Adelaide wurde 1836 gegründet. Der erste Gouverneur von South Australia benannte die Stadt nach der britischen Königin Adelheid von Sachsen-Meiningen. Für manche seiner Zeitgenossen war das ein zweifelhaftes Kompliment, denn die gute Adelheid, eine eingeheiratete Prinzessin aus dem Königshaus Hannover, galt als reaktionär, dominant, Feindin des Volkes und potthässlich. Historiker streiten noch heute darüber, wer den Standort am River Torrens ausgewählt und das Straßenbild entworfen hat. Offiziell wird dem General-Landvermesser Colonel William Light das Verdienst zugeschrieben. Nach seinem Tod feierten die Einwohner Light als Stadtgründer. Um ihm die gebührende Ehre zu erweisen, brachte man in der Innenseite seines Sarges eine Plakette mit der Inschrift Founder of Adelaide an und stellte auf dem Montefiore Hill eine Statue auf, die ihn noch heute mit ausgestreckter Hand auf die Skyline der Stadt zeigen lässt.

 

Einige Geschichtsforscher bezweifeln jedoch, dass Light der Titel „Stadtgründer“ wirklich gebührt.

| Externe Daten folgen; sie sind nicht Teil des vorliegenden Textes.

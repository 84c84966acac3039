//! The primitive gate library.
//!
//! Every primitive is wired out of a single `nand` function applied bitwise
//! to 16-bit words, so each gate reproduces the Nand derivation bit for bit.
//! Pins are at most 16 bits wide and travel as the low bits of a `u16`.
//! Bits above a pin's width are don't-care and are dropped when the value is
//! stored back into a bus.

use serde::Serialize;

/// Largest number of input pins on any primitive (Mux8Way16).
pub const MAX_PINS: usize = 9;

type PinTable = &'static [(&'static str, usize)];

const IN: PinTable = &[("in", 1)];
const AB: PinTable = &[("a", 1), ("b", 1)];
const OUT: PinTable = &[("out", 1)];
const IN16: PinTable = &[("in", 16)];
const AB16: PinTable = &[("a", 16), ("b", 16)];
const OUT16: PinTable = &[("out", 16)];

#[derive(Clone, Copy, Debug, PartialEq, Eq, Hash, Serialize)]
pub enum Primitive {
    Nand,
    Not,
    And,
    Or,
    Xor,
    Mux,
    DMux,
    Not16,
    And16,
    Or16,
    Mux16,
    Or8Way,
    Mux4Way16,
    Mux8Way16,
    DMux4Way,
    DMux8Way,
    HalfAdder,
    FullAdder,
    Add16,
    Inc16,
    DFF,
    Bit,
    Register,
}

impl Primitive {
    pub const ALL: [Primitive; 23] = [
        Primitive::Nand,
        Primitive::Not,
        Primitive::And,
        Primitive::Or,
        Primitive::Xor,
        Primitive::Mux,
        Primitive::DMux,
        Primitive::Not16,
        Primitive::And16,
        Primitive::Or16,
        Primitive::Mux16,
        Primitive::Or8Way,
        Primitive::Mux4Way16,
        Primitive::Mux8Way16,
        Primitive::DMux4Way,
        Primitive::DMux8Way,
        Primitive::HalfAdder,
        Primitive::FullAdder,
        Primitive::Add16,
        Primitive::Inc16,
        Primitive::DFF,
        Primitive::Bit,
        Primitive::Register,
    ];

    pub fn name(self) -> &'static str {
        match self {
            Primitive::Nand => "Nand",
            Primitive::Not => "Not",
            Primitive::And => "And",
            Primitive::Or => "Or",
            Primitive::Xor => "Xor",
            Primitive::Mux => "Mux",
            Primitive::DMux => "DMux",
            Primitive::Not16 => "Not16",
            Primitive::And16 => "And16",
            Primitive::Or16 => "Or16",
            Primitive::Mux16 => "Mux16",
            Primitive::Or8Way => "Or8Way",
            Primitive::Mux4Way16 => "Mux4Way16",
            Primitive::Mux8Way16 => "Mux8Way16",
            Primitive::DMux4Way => "DMux4Way",
            Primitive::DMux8Way => "DMux8Way",
            Primitive::HalfAdder => "HalfAdder",
            Primitive::FullAdder => "FullAdder",
            Primitive::Add16 => "Add16",
            Primitive::Inc16 => "Inc16",
            Primitive::DFF => "DFF",
            Primitive::Bit => "Bit",
            Primitive::Register => "Register",
        }
    }

    pub fn from_name(name: &str) -> Option<Primitive> {
        Primitive::ALL.iter().copied().find(|p| p.name() == name)
    }

    pub fn inputs(self) -> PinTable {
        match self {
            Primitive::Nand | Primitive::And | Primitive::Or | Primitive::Xor => AB,
            Primitive::Not | Primitive::DFF => IN,
            Primitive::Mux => &[("a", 1), ("b", 1), ("sel", 1)],
            Primitive::DMux => &[("in", 1), ("sel", 1)],
            Primitive::Not16 | Primitive::Inc16 => IN16,
            Primitive::And16 | Primitive::Or16 | Primitive::Add16 => AB16,
            Primitive::Mux16 => &[("a", 16), ("b", 16), ("sel", 1)],
            Primitive::Or8Way => &[("in", 8)],
            Primitive::Mux4Way16 => &[("a", 16), ("b", 16), ("c", 16), ("d", 16), ("sel", 2)],
            Primitive::Mux8Way16 => &[
                ("a", 16),
                ("b", 16),
                ("c", 16),
                ("d", 16),
                ("e", 16),
                ("f", 16),
                ("g", 16),
                ("h", 16),
                ("sel", 3),
            ],
            Primitive::DMux4Way => &[("in", 1), ("sel", 2)],
            Primitive::DMux8Way => &[("in", 1), ("sel", 3)],
            Primitive::HalfAdder => AB,
            Primitive::FullAdder => &[("a", 1), ("b", 1), ("c", 1)],
            Primitive::Bit => &[("in", 1), ("load", 1)],
            Primitive::Register => &[("in", 16), ("load", 1)],
        }
    }

    pub fn outputs(self) -> PinTable {
        match self {
            Primitive::DMux => AB,
            Primitive::DMux4Way => &[("a", 1), ("b", 1), ("c", 1), ("d", 1)],
            Primitive::DMux8Way => &[
                ("a", 1),
                ("b", 1),
                ("c", 1),
                ("d", 1),
                ("e", 1),
                ("f", 1),
                ("g", 1),
                ("h", 1),
            ],
            Primitive::HalfAdder | Primitive::FullAdder => &[("sum", 1), ("carry", 1)],
            Primitive::Not16
            | Primitive::And16
            | Primitive::Or16
            | Primitive::Mux16
            | Primitive::Mux4Way16
            | Primitive::Mux8Way16
            | Primitive::Add16
            | Primitive::Inc16
            | Primitive::Register => OUT16,
            _ => OUT,
        }
    }

    /// Sequential primitives present their stored state on `out` and only
    /// change it on a clock edge.
    pub fn is_sequential(self) -> bool {
        matches!(self, Primitive::DFF | Primitive::Bit | Primitive::Register)
    }

    /// Computes the outputs of a combinational primitive. `ins` and `outs`
    /// follow the order of `inputs()` and `outputs()`. Sequential primitives
    /// leave `outs` untouched.
    pub fn eval(self, ins: &[u16], outs: &mut [u16]) {
        match self {
            Primitive::Nand => outs[0] = nand(ins[0], ins[1]),
            Primitive::Not | Primitive::Not16 => outs[0] = not(ins[0]),
            Primitive::And | Primitive::And16 => outs[0] = and(ins[0], ins[1]),
            Primitive::Or | Primitive::Or16 => outs[0] = or(ins[0], ins[1]),
            Primitive::Xor => outs[0] = xor(ins[0], ins[1]),
            Primitive::Mux | Primitive::Mux16 => outs[0] = mux(ins[0], ins[1], fan_out(ins[2], 0)),
            Primitive::DMux => {
                let (a, b) = dmux(ins[0], fan_out(ins[1], 0));
                outs[0] = a;
                outs[1] = b;
            }
            Primitive::Or8Way => outs[0] = or8way(ins[0]),
            Primitive::Mux4Way16 => outs[0] = mux4way16(&ins[..4], ins[4]),
            Primitive::Mux8Way16 => outs[0] = mux8way16(&ins[..8], ins[8]),
            Primitive::DMux4Way => outs[..4].copy_from_slice(&dmux4way(ins[0], ins[1])),
            Primitive::DMux8Way => outs[..8].copy_from_slice(&dmux8way(ins[0], ins[1])),
            Primitive::HalfAdder => {
                let (sum, carry) = half_adder(ins[0], ins[1]);
                outs[0] = sum;
                outs[1] = carry;
            }
            Primitive::FullAdder => {
                let (sum, carry) = full_adder(ins[0], ins[1], ins[2]);
                outs[0] = sum;
                outs[1] = carry;
            }
            Primitive::Add16 => outs[0] = add16(ins[0], ins[1]),
            Primitive::Inc16 => outs[0] = add16(ins[0], 1),
            Primitive::DFF | Primitive::Bit | Primitive::Register => {}
        }
    }

    /// State after a clock edge, given the inputs sampled during settling.
    /// Combinational primitives hold `prev`.
    pub fn next_state(self, ins: &[u16], prev: u16) -> u16 {
        let next = match self {
            Primitive::DFF => ins[0],
            Primitive::Bit | Primitive::Register => mux(prev, ins[0], fan_out(ins[1], 0)),
            _ => prev,
        };
        next & (u16::MAX >> (16 - self.outputs()[0].1))
    }
}

impl std::fmt::Display for Primitive {
    fn fmt(&self, f: &mut std::fmt::Formatter<'_>) -> std::fmt::Result {
        write!(f, "{}", self.name())
    }
}

fn nand(a: u16, b: u16) -> u16 {
    !(a & b)
}

fn not(a: u16) -> u16 {
    nand(a, a)
}

fn and(a: u16, b: u16) -> u16 {
    not(nand(a, b))
}

fn or(a: u16, b: u16) -> u16 {
    nand(not(a), not(b))
}

fn xor(a: u16, b: u16) -> u16 {
    let n = nand(a, b);
    nand(nand(a, n), nand(b, n))
}

// Wires bit `i` of `word` to all 16 lines.
fn fan_out(word: u16, i: usize) -> u16 {
    if (word >> i) & 1 == 1 {
        u16::MAX
    } else {
        0
    }
}

fn mux(a: u16, b: u16, sel: u16) -> u16 {
    or(and(a, not(sel)), and(b, sel))
}

fn dmux(x: u16, sel: u16) -> (u16, u16) {
    (and(x, not(sel)), and(x, sel))
}

fn or8way(x: u16) -> u16 {
    let mut out = x;
    for i in 1..8 {
        out = or(out, x >> i);
    }
    out & 1
}

fn mux4way16(ins: &[u16], sel: u16) -> u16 {
    let s0 = fan_out(sel, 0);
    mux(mux(ins[0], ins[1], s0), mux(ins[2], ins[3], s0), fan_out(sel, 1))
}

fn mux8way16(ins: &[u16], sel: u16) -> u16 {
    mux(
        mux4way16(&ins[..4], sel),
        mux4way16(&ins[4..8], sel),
        fan_out(sel, 2),
    )
}

fn dmux4way(x: u16, sel: u16) -> [u16; 4] {
    let s0 = fan_out(sel, 0);
    let (low, high) = dmux(x, fan_out(sel, 1));
    let (a, b) = dmux(low, s0);
    let (c, d) = dmux(high, s0);
    [a, b, c, d]
}

fn dmux8way(x: u16, sel: u16) -> [u16; 8] {
    let (low, high) = dmux(x, fan_out(sel, 2));
    let [a, b, c, d] = dmux4way(low, sel);
    let [e, f, g, h] = dmux4way(high, sel);
    [a, b, c, d, e, f, g, h]
}

fn half_adder(a: u16, b: u16) -> (u16, u16) {
    (xor(a, b), and(a, b))
}

fn full_adder(a: u16, b: u16, c: u16) -> (u16, u16) {
    let (partial, c1) = half_adder(a, b);
    let (sum, c2) = half_adder(partial, c);
    (sum, or(c1, c2))
}

// Ripple carry through sixteen full adders. The final carry is dropped.
fn add16(a: u16, b: u16) -> u16 {
    let mut out = 0;
    let mut carry = 0;
    for i in 0..16 {
        let (sum, c) = full_adder(a >> i, b >> i, carry);
        out |= (sum & 1) << i;
        carry = c & 1;
    }
    out
}

#[cfg(test)]
mod test {
    use super::*;
    use more_asserts::assert_le;
    use rand::rngs::StdRng;
    use rand::{Rng, SeedableRng};

    fn eval1(p: Primitive, ins: &[u16]) -> Vec<u16> {
        let mut outs = [0u16; 8];
        p.eval(ins, &mut outs);
        outs[..p.outputs().len()].to_vec()
    }

    #[test]
    fn test_pin_tables() {
        for p in Primitive::ALL {
            assert_eq!(Primitive::from_name(p.name()), Some(p));
            assert_le!(p.inputs().len(), MAX_PINS);
            assert_le!(p.outputs().len(), 8);
            for (_, width) in p.inputs().iter().chain(p.outputs()) {
                assert_le!(*width, 16);
            }
        }
        assert_eq!(Primitive::from_name("nand"), None);
    }

    #[test]
    fn test_two_input_truth_tables() {
        for a in 0..2u16 {
            for b in 0..2u16 {
                let (x, y) = (a == 1, b == 1);
                assert_eq!(eval1(Primitive::Nand, &[a, b])[0] & 1, !(x && y) as u16);
                assert_eq!(eval1(Primitive::And, &[a, b])[0] & 1, (x && y) as u16);
                assert_eq!(eval1(Primitive::Or, &[a, b])[0] & 1, (x || y) as u16);
                assert_eq!(eval1(Primitive::Xor, &[a, b])[0] & 1, (x ^ y) as u16);
                let ha = eval1(Primitive::HalfAdder, &[a, b]);
                assert_eq!((ha[0] & 1) + 2 * (ha[1] & 1), a + b);
            }
            assert_eq!(eval1(Primitive::Not, &[a])[0] & 1, 1 - a);
        }
    }

    #[test]
    fn test_three_input_truth_tables() {
        for row in 0..8u16 {
            let (a, b, c) = (row & 1, (row >> 1) & 1, (row >> 2) & 1);
            let mux = eval1(Primitive::Mux, &[a, b, c])[0] & 1;
            assert_eq!(mux, if c == 1 { b } else { a });

            let fa = eval1(Primitive::FullAdder, &[a, b, c]);
            assert_eq!((fa[0] & 1) + 2 * (fa[1] & 1), a + b + c);
        }

        for row in 0..4u16 {
            let (x, sel) = (row & 1, (row >> 1) & 1);
            let outs = eval1(Primitive::DMux, &[x, sel]);
            assert_eq!(outs[0] & 1, if sel == 0 { x } else { 0 });
            assert_eq!(outs[1] & 1, if sel == 1 { x } else { 0 });
        }
    }

    #[test]
    fn test_wide_demultiplexers() {
        for sel in 0..8u16 {
            let outs = eval1(Primitive::DMux8Way, &[1, sel]);
            for (i, out) in outs.iter().enumerate() {
                assert_eq!(out & 1, (i as u16 == sel) as u16);
            }
            let outs = eval1(Primitive::DMux8Way, &[0, sel]);
            assert!(outs.iter().all(|o| o & 1 == 0));
        }
        for sel in 0..4u16 {
            let outs = eval1(Primitive::DMux4Way, &[1, sel]);
            for (i, out) in outs.iter().enumerate() {
                assert_eq!(out & 1, (i as u16 == sel) as u16);
            }
        }
    }

    #[test]
    fn test_sampled_sixteen_bit() {
        let mut rng = StdRng::seed_from_u64(16);
        for _ in 0..256 {
            let a: u16 = rng.gen();
            let b: u16 = rng.gen();
            assert_eq!(eval1(Primitive::Add16, &[a, b])[0], a.wrapping_add(b));
            assert_eq!(eval1(Primitive::Inc16, &[a])[0], a.wrapping_add(1));
            assert_eq!(eval1(Primitive::And16, &[a, b])[0], a & b);
            assert_eq!(eval1(Primitive::Or16, &[a, b])[0], a | b);
            assert_eq!(eval1(Primitive::Not16, &[a])[0], !a);
            assert_eq!(eval1(Primitive::Mux16, &[a, b, 0])[0], a);
            assert_eq!(eval1(Primitive::Mux16, &[a, b, 1])[0], b);

            let words: Vec<u16> = (0..8).map(|_| rng.gen()).collect();
            let sel = rng.gen_range(0..8u16);
            let mut ins = words.clone();
            ins.push(sel);
            assert_eq!(eval1(Primitive::Mux8Way16, &ins)[0], words[sel as usize]);

            let mut ins = words[..4].to_vec();
            ins.push(sel & 3);
            assert_eq!(eval1(Primitive::Mux4Way16, &ins)[0], words[(sel & 3) as usize]);

            let byte = a & 0xFF;
            assert_eq!(eval1(Primitive::Or8Way, &[byte])[0], (byte != 0) as u16);
        }
    }

    #[test]
    fn test_add16_wraps() {
        assert_eq!(add16(0xFFFF, 1), 0);
        assert_eq!(add16(0x7FFF, 1), 0x8000);
        assert_eq!(add16(5, 0xFFFF), 4);
    }

    #[test]
    fn test_register_next_state() {
        assert_eq!(Primitive::Register.next_state(&[0x1234, 0], 0x0042), 0x0042);
        assert_eq!(Primitive::Register.next_state(&[0x1234, 1], 0x0042), 0x1234);
        assert_eq!(Primitive::Bit.next_state(&[1, 1], 0), 1);
        assert_eq!(Primitive::Bit.next_state(&[0, 0], 1), 1);
        assert_eq!(Primitive::DFF.next_state(&[1], 0), 1);
        assert_eq!(Primitive::DFF.next_state(&[0], 1), 0);
        assert!(Primitive::Register.is_sequential());
        assert!(!Primitive::Add16.is_sequential());
    }
}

Sie vertreten die Meinung, sein Assistent George Strickland Kingston habe den Standort vorgeschlagen und mit einem Team von Landvermessern die Pläne angefertigt. Light und Kingston konnten sich nicht ausstehen. Jeder warf dem anderen vor, ein Lügner und völlig unfähig zu sein, eine Stadt wie Adelaide zu entwerfen. Lights Kritiker versäumten auch nicht anzuprangern, dass der Colonel, obwohl in England verheiratet, in Adelaide mit einer anderen Frau zusammenlebte. Adelaides Pionieradel strafte dies mit Verachtung, natürlich nicht des gesellschaftlich bedeutenden Colonels, sondern seiner neuen Lebensgefährtin. Mit gerümpfter Nase bezeichnete die feine Gesellschaft sie als „Lights Haushälterin“. Die Hochwohlgeborenen, die in ihrem eigenen Haushalt noch nie einen Handschlag getan hatten, sahen dies als gebührende Herabwürdigung an.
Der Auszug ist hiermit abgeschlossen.